# Prompt
All of the data needs to be reproduced with no alterations.

(Stored data)
═══

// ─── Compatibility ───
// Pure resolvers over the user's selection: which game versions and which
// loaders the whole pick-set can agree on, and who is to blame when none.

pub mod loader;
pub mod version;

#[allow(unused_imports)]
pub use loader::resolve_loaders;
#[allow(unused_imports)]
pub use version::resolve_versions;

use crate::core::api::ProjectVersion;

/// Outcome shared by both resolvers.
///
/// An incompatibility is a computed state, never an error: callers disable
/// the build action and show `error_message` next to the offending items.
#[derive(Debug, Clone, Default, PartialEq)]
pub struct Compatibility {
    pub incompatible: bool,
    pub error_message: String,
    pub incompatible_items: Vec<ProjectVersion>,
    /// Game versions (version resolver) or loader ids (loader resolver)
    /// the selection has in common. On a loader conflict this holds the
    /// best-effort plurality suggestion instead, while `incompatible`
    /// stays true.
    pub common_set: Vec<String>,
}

═══

# Task answer
// ─── Compatibility ───
// Pure resolvers over the user's selection: which game versions and which
// loaders the whole pick-set can agree on, and who is to blame when none.

pub mod loader;
pub mod version;

#[allow(unused_imports)]
pub use loader::resolve_loaders;
#[allow(unused_imports)]
pub use version::resolve_versions;

use crate::core::api::ProjectVersion;

/// Outcome shared by both resolvers.
///
/// An incompatibility is a computed state, never an error: callers disable
/// the build action and show `error_message` next to the offending items.
#[derive(Debug, Clone, Default, PartialEq)]
pub struct Compatibility {
    pub incompatible: bool,
    pub error_message: String,
    pub incompatible_items: Vec<ProjectVersion>,
    /// Game versions (version resolver) or loader ids (loader resolver)
    /// the selection has in common. On a loader conflict this holds the
    /// best-effort plurality suggestion instead, while `incompatible`
    /// stays true.
    pub common_set: Vec<String>,
}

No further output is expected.